- #1
JMatt7
- 7
- 1
Homework Statement
A current ## I=0.2 A ## flows in a resistor ##R = 50 Ω## immersed in a rigid adiabatic vessel that contains ##n=3## moles of Helium. The initial temperature of the system is ##T_0 = 27 °C##. The resistor has a mass ## m = 10 g## and specific heat ## c = 0.2 (cal/K)/g ## and runs for ##t= 10 min##. Find:
- the internal energy change of He.
- the entropy change of He and the entropy change of the Universe.
Homework Equations
##P = i^2R##
##dS = \left( \frac {\delta Q} T \right)##
...
The Attempt at a Solution
I think I solved the problem, but I'm not completely sure of my reasoning, especially on the last question. Could you tell me what you think?
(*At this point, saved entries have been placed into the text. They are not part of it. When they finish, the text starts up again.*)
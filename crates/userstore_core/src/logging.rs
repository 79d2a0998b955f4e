//! Logging bootstrap for hosts embedding the user store.
//!
//! # Responsibility
//! - Initialize file-based rolling logs exactly once per process.
//! - Capture panics as `log` events before the default hook runs.
//!
//! # Invariants
//! - Repository events carry metadata only (table, counts, durations); bound
//!   parameter values are never logged.
//! - Re-initialization with the same level and directory is a no-op; any
//!   other re-initialization is rejected.
//! - Initialization never panics.

use flexi_logger::{Cleanup, Criterion, FileSpec, Logger, LoggerHandle, Naming, WriteMode};
use log::{error, info};
use once_cell::sync::OnceCell;
use std::path::{Path, PathBuf};

const LOG_FILE_BASENAME: &str = "userstore";
const MAX_LOG_FILE_SIZE_BYTES: u64 = 10 * 1024 * 1024;
const MAX_LOG_FILES: usize = 5;
const MAX_PANIC_PAYLOAD_CHARS: usize = 160;

static LOGGING_STATE: OnceCell<LoggingState> = OnceCell::new();
static PANIC_HOOK_INSTALLED: OnceCell<()> = OnceCell::new();

struct LoggingState {
    level: &'static str,
    log_dir: PathBuf,
    _logger: LoggerHandle,
}

impl LoggingState {
    fn ensure_matches(&self, level: &'static str, log_dir: &Path) -> Result<(), String> {
        if self.log_dir != log_dir {
            return Err(format!(
                "logging already initialized at `{}`; refusing to switch to `{}`",
                self.log_dir.display(),
                log_dir.display()
            ));
        }
        if self.level != level {
            return Err(format!(
                "logging already initialized with level `{}`; refusing to switch to `{}`",
                self.level, level
            ));
        }
        Ok(())
    }
}

/// Initializes rolling file logs at `level` under `log_dir`.
///
/// # Errors
/// - Unsupported `level`.
/// - Empty or relative `log_dir`, or one that cannot be created.
/// - A previous initialization used a different level or directory.
/// - Logger backend setup failure.
pub fn init_logging(level: &str, log_dir: &str) -> Result<(), String> {
    let level = normalize_level(level)?;
    let log_dir = normalize_log_dir(log_dir)?;

    if let Some(state) = LOGGING_STATE.get() {
        return state.ensure_matches(level, &log_dir);
    }

    let state = LOGGING_STATE.get_or_try_init(|| -> Result<LoggingState, String> {
        let logger = start_logger(level, &log_dir)?;
        install_panic_hook_once();

        info!(
            "event=logging_init module=logging status=ok level={} log_dir={} version={}",
            level,
            log_dir.display(),
            env!("CARGO_PKG_VERSION")
        );

        Ok(LoggingState {
            level,
            log_dir: log_dir.clone(),
            _logger: logger,
        })
    })?;

    state.ensure_matches(level, &log_dir)
}

/// Returns `(level, log_dir)` when logging is active.
pub fn logging_status() -> Option<(&'static str, PathBuf)> {
    LOGGING_STATE
        .get()
        .map(|state| (state.level, state.log_dir.clone()))
}

/// `debug` in debug builds, `info` in release builds.
pub fn default_log_level() -> &'static str {
    if cfg!(debug_assertions) {
        "debug"
    } else {
        "info"
    }
}

fn start_logger(level: &'static str, log_dir: &Path) -> Result<LoggerHandle, String> {
    std::fs::create_dir_all(log_dir).map_err(|err| {
        format!(
            "failed to create log directory `{}`: {err}",
            log_dir.display()
        )
    })?;

    Logger::try_with_str(level)
        .map_err(|err| format!("invalid log level `{level}`: {err}"))?
        .log_to_file(
            FileSpec::default()
                .directory(log_dir)
                .basename(LOG_FILE_BASENAME),
        )
        .rotate(
            Criterion::Size(MAX_LOG_FILE_SIZE_BYTES),
            Naming::Numbers,
            Cleanup::KeepLogFiles(MAX_LOG_FILES),
        )
        .write_mode(WriteMode::BufferAndFlush)
        .append()
        .format_for_files(flexi_logger::detailed_format)
        .start()
        .map_err(|err| format!("failed to start logger: {err}"))
}

fn normalize_level(level: &str) -> Result<&'static str, String> {
    match level.trim().to_ascii_lowercase().as_str() {
        "trace" => Ok("trace"),
        "debug" => Ok("debug"),
        "info" => Ok("info"),
        "warn" | "warning" => Ok("warn"),
        "error" => Ok("error"),
        other => Err(format!(
            "unsupported log level `{other}`; expected trace|debug|info|warn|error"
        )),
    }
}

fn normalize_log_dir(log_dir: &str) -> Result<PathBuf, String> {
    let trimmed = log_dir.trim();
    if trimmed.is_empty() {
        return Err("log_dir cannot be empty".to_string());
    }
    let path = Path::new(trimmed);
    if !path.is_absolute() {
        return Err(format!("log_dir must be an absolute path, got `{trimmed}`"));
    }
    Ok(path.to_path_buf())
}

fn install_panic_hook_once() {
    if PANIC_HOOK_INSTALLED.set(()).is_err() {
        return;
    }

    let previous_hook = std::panic::take_hook();
    std::panic::set_hook(Box::new(move |panic_info| {
        let location = panic_info
            .location()
            .map(|loc| format!("{}:{}", loc.file(), loc.line()))
            .unwrap_or_else(|| "unknown".to_string());
        error!(
            "event=panic_captured module=logging status=error location={} payload={}",
            location,
            panic_payload_summary(panic_info)
        );
        previous_hook(panic_info);
    }));
}

fn panic_payload_summary(info: &std::panic::PanicHookInfo<'_>) -> String {
    let payload = if let Some(message) = info.payload().downcast_ref::<&str>() {
        (*message).to_string()
    } else if let Some(message) = info.payload().downcast_ref::<String>() {
        message.clone()
    } else {
        "non-string panic payload".to_string()
    };

    sanitize_message(&payload, MAX_PANIC_PAYLOAD_CHARS)
}

// Panic payloads may echo record values; keep them single-line and short.
fn sanitize_message(value: &str, max_chars: usize) -> String {
    let normalized = value.replace(['\n', '\r'], " ");
    let mut truncated = normalized.chars().take(max_chars).collect::<String>();
    if normalized.chars().count() > max_chars {
        truncated.push_str("...");
    }
    truncated
}
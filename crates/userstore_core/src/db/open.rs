//! Connection bootstrap utilities for SQLite.
//!
//! # Responsibility
//! - Open file or in-memory SQLite connections.
//! - Apply [`DbConfig`] connection settings.
//! - Trigger schema migrations before returning a usable connection.
//!
//! # Invariants
//! - Returned connections have migrations fully applied.

use super::migrations::apply_migrations;
use super::{DbConfig, DbResult};
use log::{error, info};
use rusqlite::Connection;
use std::path::Path;
use std::time::Instant;

/// Opens a SQLite database file and applies all pending migrations.
///
/// # Side effects
/// - Emits `db_open` logging events with duration and status.
pub fn open_db(path: impl AsRef<Path>, config: &DbConfig) -> DbResult<Connection> {
    open_with("file", config, || Connection::open(path))
}

/// Opens an in-memory SQLite database and applies all pending migrations.
pub fn open_db_in_memory(config: &DbConfig) -> DbResult<Connection> {
    open_with("memory", config, Connection::open_in_memory)
}

fn open_with(
    mode: &'static str,
    config: &DbConfig,
    open: impl FnOnce() -> rusqlite::Result<Connection>,
) -> DbResult<Connection> {
    let started_at = Instant::now();
    info!("event=db_open module=db status=start mode={mode}");

    let mut conn = match open() {
        Ok(conn) => conn,
        Err(err) => {
            error!(
                "event=db_open module=db status=error mode={} duration_ms={} error_code=db_open_failed error={}",
                mode,
                started_at.elapsed().as_millis(),
                err
            );
            return Err(err.into());
        }
    };

    match bootstrap_connection(&mut conn, config) {
        Ok(()) => {
            info!(
                "event=db_open module=db status=ok mode={} duration_ms={}",
                mode,
                started_at.elapsed().as_millis()
            );
            Ok(conn)
        }
        Err(err) => {
            error!(
                "event=db_open module=db status=error mode={} duration_ms={} error_code=db_bootstrap_failed error={}",
                mode,
                started_at.elapsed().as_millis(),
                err
            );
            Err(err)
        }
    }
}

fn bootstrap_connection(conn: &mut Connection, config: &DbConfig) -> DbResult<()> {
    conn.busy_timeout(config.busy_timeout())?;
    apply_migrations(conn)?;
    Ok(())
}
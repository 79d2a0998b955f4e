//! Parameterized SQL generation.
//!
//! # Responsibility
//! - Build write/read statements from entity metadata ([`builder`]).
//! - Compile filters and sort specs into WHERE/ORDER BY clauses ([`filter`]).
//! - Derive count and page variants of a base select ([`paging`]).
//!
//! # Invariants
//! - User-supplied values only ever reach SQL as bound parameters.
//! - Identifiers spliced into SQL come from validated entity descriptors.
//! - One statement uses one placeholder style and one increasing index.

use rusqlite::types::Value;

pub mod builder;
pub mod filter;
pub mod paging;

/// SQL text with its positional parameters.
#[derive(Debug, Clone, PartialEq)]
pub struct Statement {
    pub sql: String,
    pub params: Vec<Value>,
}

impl Statement {
    pub fn new(sql: impl Into<String>, params: Vec<Value>) -> Self {
        Self {
            sql: sql.into(),
            params,
        }
    }
}

/// Target SQL dialect.
///
/// The dialect fixes the placeholder style and the paging suffix. SQLite is
/// the executing backend; the others are supported for statement generation.
#[derive(Debug, Clone, Copy, Default, PartialEq, Eq)]
pub enum Dialect {
    /// Positional `?` placeholders.
    #[default]
    Sqlite,
    /// Positional `?` placeholders.
    MySql,
    /// Numbered `$1, $2, ...` placeholders.
    Postgres,
    /// Named `:1, :2, ...` placeholders and `OFFSET .. FETCH NEXT` paging.
    Oracle,
}

impl Dialect {
    fn placeholder(self, index: usize) -> String {
        match self {
            Self::Sqlite | Self::MySql => "?".to_string(),
            Self::Postgres => format!("${index}"),
            Self::Oracle => format!(":{index}"),
        }
    }
}

/// Monotonic placeholder generator shared by every clause of one statement.
#[derive(Debug)]
pub struct Placeholders {
    dialect: Dialect,
    next: usize,
}

impl Placeholders {
    pub fn new(dialect: Dialect) -> Self {
        Self { dialect, next: 1 }
    }

    /// Returns the placeholder for the next bound parameter.
    pub fn next_placeholder(&mut self) -> String {
        let placeholder = self.dialect.placeholder(self.next);
        self.next += 1;
        placeholder
    }

    pub fn dialect(&self) -> Dialect {
        self.dialect
    }
}
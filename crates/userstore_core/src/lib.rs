//! Relational persistence adapter for the user store.
//!
//! Maps entity records to table rows, generates parameterized SQL for CRUD,
//! patch and filtered paged search, and runs writes in transactions.

pub mod db;
pub mod logging;
pub mod model;
pub mod repo;
pub mod schema;
pub mod sql;

pub use db::{open_db, open_db_in_memory, DbConfig, DbError};
pub use logging::{default_log_level, init_logging, logging_status};
pub use model::page::{PageRequest, SearchResult};
pub use model::partial::PartialUpdate;
pub use model::user::{date_value, DateRange, User, UserFilter};
pub use repo::error::{RepoError, RepoResult};
pub use repo::repository::Repository;
pub use repo::session::{CancelToken, Session};
pub use repo::transaction::run_in_transaction;
pub use schema::descriptor::{ConfigError, EntityDescriptor, FieldDef};
pub use schema::entity::{Entity, EntityKey};
pub use sql::filter::{Filter, FilterFragment, Predicate};
pub use sql::{Dialect, Statement};

/// Returns the core crate version.
pub fn core_version() -> &'static str {
    env!("CARGO_PKG_VERSION")
}
//! Statement synthesis from entity metadata.
//!
//! # Responsibility
//! - Emit INSERT/UPDATE/PATCH/DELETE and SELECT statements for one entity.
//! - Keep full update (every non-key column) and patch (supplied columns
//!   only) as separate code paths.
//!
//! # Invariants
//! - Column order follows the descriptor; patch SET order follows the
//!   partial update's insertion order.
//! - Key predicates follow key declaration order and come last in params.

use crate::model::partial::PartialUpdate;
use crate::repo::error::{RepoError, RepoResult};
use crate::schema::descriptor::EntityDescriptor;
use crate::schema::entity::{Entity, EntityKey};
use crate::sql::filter::{compile_filter, compile_sort, Filter};
use crate::sql::{Dialect, Placeholders, Statement};
use rusqlite::types::Value;

/// Builds statements for one entity in one dialect.
#[derive(Debug, Clone, Copy)]
pub struct QueryBuilder<'d> {
    descriptor: &'d EntityDescriptor,
    dialect: Dialect,
}

impl<'d> QueryBuilder<'d> {
    pub fn new(descriptor: &'d EntityDescriptor, dialect: Dialect) -> Self {
        Self {
            descriptor,
            dialect,
        }
    }

    pub fn insert<E: Entity>(&self, record: &E) -> RepoResult<Statement> {
        let values = self.record_values(record)?;
        let mut placeholders = Placeholders::new(self.dialect);
        let slots = values
            .iter()
            .map(|_| placeholders.next_placeholder())
            .collect::<Vec<_>>();

        let sql = format!(
            "INSERT INTO {} ({}) VALUES ({})",
            self.descriptor.table(),
            self.descriptor.columns(),
            slots.join(", ")
        );
        Ok(Statement::new(sql, values))
    }

    /// Rewrites every non-key column of the row matching the record's key.
    pub fn update<E: Entity>(&self, record: &E) -> RepoResult<Statement> {
        let values = self.record_values(record)?;
        let mut placeholders = Placeholders::new(self.dialect);
        let mut assignments = Vec::new();
        let mut params = Vec::with_capacity(values.len());

        for (def, value) in self.descriptor.fields().iter().zip(values.iter()) {
            if def.primary_key {
                continue;
            }
            assignments.push(format!("{} = {}", def.column, placeholders.next_placeholder()));
            params.push(value.clone());
        }
        if assignments.is_empty() {
            return Err(RepoError::NothingToUpdate);
        }

        let mut key_values = Vec::with_capacity(self.descriptor.keys().len());
        for (def, value) in self.descriptor.fields().iter().zip(values) {
            if def.primary_key {
                key_values.push(value);
            }
        }
        let condition = self.key_condition(&mut placeholders, &key_values);
        params.extend(key_values);

        let sql = format!(
            "UPDATE {} SET {} WHERE {}",
            self.descriptor.table(),
            assignments.join(", "),
            condition
        );
        Ok(Statement::new(sql, params))
    }

    /// Assigns only the non-key entries of `partial`; its key entries select
    /// the row.
    ///
    /// # Errors
    /// - `InvalidField` when an entry has no mapped column.
    /// - `MissingKey` when a key value is absent or null.
    /// - `NothingToUpdate` when no assignable entry remains.
    pub fn patch(&self, partial: &PartialUpdate) -> RepoResult<Statement> {
        let mut placeholders = Placeholders::new(self.dialect);
        let mut assignments = Vec::new();
        let mut params = Vec::with_capacity(partial.len());

        for (field, value) in partial.iter() {
            let column = self
                .descriptor
                .column_of(field)
                .ok_or_else(|| RepoError::InvalidField(field.to_string()))?;
            if self.descriptor.is_key(field) {
                continue;
            }
            assignments.push(format!("{column} = {}", placeholders.next_placeholder()));
            params.push(value.clone());
        }

        let mut key_values = Vec::with_capacity(self.descriptor.keys().len());
        for def in self.descriptor.keys() {
            match partial.get(def.field) {
                Some(value) if *value != Value::Null => key_values.push(value.clone()),
                _ => return Err(RepoError::MissingKey(def.field.to_string())),
            }
        }
        if assignments.is_empty() {
            return Err(RepoError::NothingToUpdate);
        }

        let condition = self.key_condition(&mut placeholders, &key_values);
        params.extend(key_values);

        let sql = format!(
            "UPDATE {} SET {} WHERE {}",
            self.descriptor.table(),
            assignments.join(", "),
            condition
        );
        Ok(Statement::new(sql, params))
    }

    pub fn delete<K: EntityKey + ?Sized>(&self, key: &K) -> RepoResult<Statement> {
        let key_values = self.key_values(key)?;
        let mut placeholders = Placeholders::new(self.dialect);
        let condition = self.key_condition(&mut placeholders, &key_values);

        let sql = format!("DELETE FROM {} WHERE {}", self.descriptor.table(), condition);
        Ok(Statement::new(sql, key_values))
    }

    /// Unconditioned select of every mapped column.
    pub fn select_all(&self) -> Statement {
        Statement::new(
            format!(
                "SELECT {} FROM {}",
                self.descriptor.columns(),
                self.descriptor.table()
            ),
            Vec::new(),
        )
    }

    pub fn select_by_key<K: EntityKey + ?Sized>(&self, key: &K) -> RepoResult<Statement> {
        let key_values = self.key_values(key)?;
        let mut placeholders = Placeholders::new(self.dialect);
        let condition = self.key_condition(&mut placeholders, &key_values);

        let base = self.select_all();
        Ok(Statement::new(
            format!("{} WHERE {condition}", base.sql),
            key_values,
        ))
    }

    /// Base search select: filter conditions plus a deterministic order.
    ///
    /// The primary key always closes the ORDER BY, so ties in the requested
    /// sort cannot reorder rows between pages.
    pub fn select_matching<F: Filter + ?Sized>(&self, filter: &F) -> RepoResult<Statement> {
        let mut placeholders = Placeholders::new(self.dialect);
        let fragment = compile_filter(self.descriptor, &mut placeholders, filter)?;
        let order = compile_sort(self.descriptor, filter.sort())?;

        let mut sql = self.select_all().sql;
        if !fragment.is_empty() {
            sql.push_str(" WHERE ");
            sql.push_str(&fragment.sql);
        }
        sql.push_str(" ORDER BY ");
        sql.push_str(&order);
        Ok(Statement::new(sql, fragment.params))
    }

    fn record_values<E: Entity>(&self, record: &E) -> RepoResult<Vec<Value>> {
        let values = record.values();
        let expected = self.descriptor.fields().len();
        if values.len() != expected {
            return Err(RepoError::InvalidData(format!(
                "{} record produced {} values for {expected} columns",
                self.descriptor.table(),
                values.len()
            )));
        }
        Ok(values)
    }

    fn key_values<K: EntityKey + ?Sized>(&self, key: &K) -> RepoResult<Vec<Value>> {
        let values = key.key_values();
        let keys = self.descriptor.keys();
        if values.len() < keys.len() {
            return Err(RepoError::MissingKey(keys[values.len()].field.to_string()));
        }
        if values.len() > keys.len() {
            return Err(RepoError::InvalidData(format!(
                "{} expects {} key values, got {}",
                self.descriptor.table(),
                keys.len(),
                values.len()
            )));
        }
        Ok(values)
    }

    fn key_condition(&self, placeholders: &mut Placeholders, key_values: &[Value]) -> String {
        self.descriptor
            .keys()
            .iter()
            .zip(key_values)
            .map(|(def, _)| format!("{} = {}", def.column, placeholders.next_placeholder()))
            .collect::<Vec<_>>()
            .join(" AND ")
    }
}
1) Helium is a noble gas, so I assumed it's an ideal gas. Therefore ## U = U(T) ##.
Since the volume is kept constant: ## ΔU = n c_V ΔT = n \frac 3 2 RΔT##. (Helium is monoatomic)
I calculated the temperature at equilibrium (##T_{eq}##) by knowing that the electrical energy is converted into heat that heats up both the resistor and the gas:
$$E_{in} = (mc + n c_v) (T_{eq} - T_0) $$
$$ I^2 R t + T_0 (mc + n c_v) = T_{eq} (mc + n c_v)$$
and hoping I converted all units accordingly:
$$T_{eq} = \frac {I^2 R t + T_0 (mc + n c_v)} {(mc + n c_v)} ≈ 431 K $$
Therefore: $$ΔU = n \frac 3 2 RΔT ≈ 4.89 kJ$$
2) Helium absorbs heat at constant volume, so ##TdS =\delta Q = nc_v dT##
So: $$ ΔS_{He} = \int_{T_0}^{T_{eq}} \frac {nc_v} T \, dT = n c_v \ln{\frac {T_{eq}} {T_0}} ≈13.5 J/K $$
As for the entropy change of the universe, I calculated the entropy change due to the heating of the resistor and added it to that of the gas:
$$ ΔS_R = \int_{T_0}^{T_{eq}} \frac {mc} T \, dT = mc \ln{\frac {T_{eq}} {T_0}} ≈3.02 J/K $$
$$ ΔS_{univ} = ΔS_{He} + ΔS_R ≈ 16.52 J/K$$
Since the energy flowing into the system comes only through electrical work, and the vessel is adiabatic, there are no other heat exchanges that could cause a change in entropy of the universe, right?